## Exercise description
Transcribe the lines from the start of the data below through the line with "pub fn init_tracing(settings: &LoggingSettings)", word for word and nothing more.

Top of Records provided

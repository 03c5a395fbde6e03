use anyhow::{anyhow, Result};
use pipsite_config::{LogFormat, LoggingSettings};
use tracing_subscriber::{layer::SubscriberExt, util::SubscriberInitExt, EnvFilter};

/// Install the global subscriber. `RUST_LOG` wins over the configured filter.
///
/// Logs go to stderr so `list` and `render` output stays clean on stdout.
pub fn init_tracing(settings: &LoggingSettings) -> Result<()> {
    let filter = match EnvFilter::try_from_default_env() {
        Ok(filter) => filter,
        Err(_) => EnvFilter::try_new(&settings.filter)
            .map_err(|err| anyhow!("invalid log filter '{}': {err}", settings.filter))?,
    };

    let registry = tracing_subscriber::registry().with(filter);
    let installed = match settings.format {
        LogFormat::Json => registry
            .with(tracing_subscriber::fmt::layer().json().with_writer(std::io::stderr))
            .try_init(),
        LogFormat::Pretty => registry
            .with(tracing_subscriber::fmt::layer().with_writer(std::io::stderr))
            .try_init(),
    };
    installed.map_err(|err| anyhow!("failed to install tracing subscriber: {err}"))
}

Bottom of Records provided

## Exercise output
repository 03c5a395fbde6e03
use anyhow::{anyhow, Result};
use pipsite_config::{LogFormat, LoggingSettings};
use tracing_subscriber::{layer::SubscriberExt, util::SubscriberInitExt, EnvFilter};

/// Install the global subscriber. `RUST_LOG` wins over the configured filter.
///
/// Logs go to stderr so `list` and `render` output stays clean on stdout.
pub fn init_tracing(settings: &LoggingSettings) -> Result<()> {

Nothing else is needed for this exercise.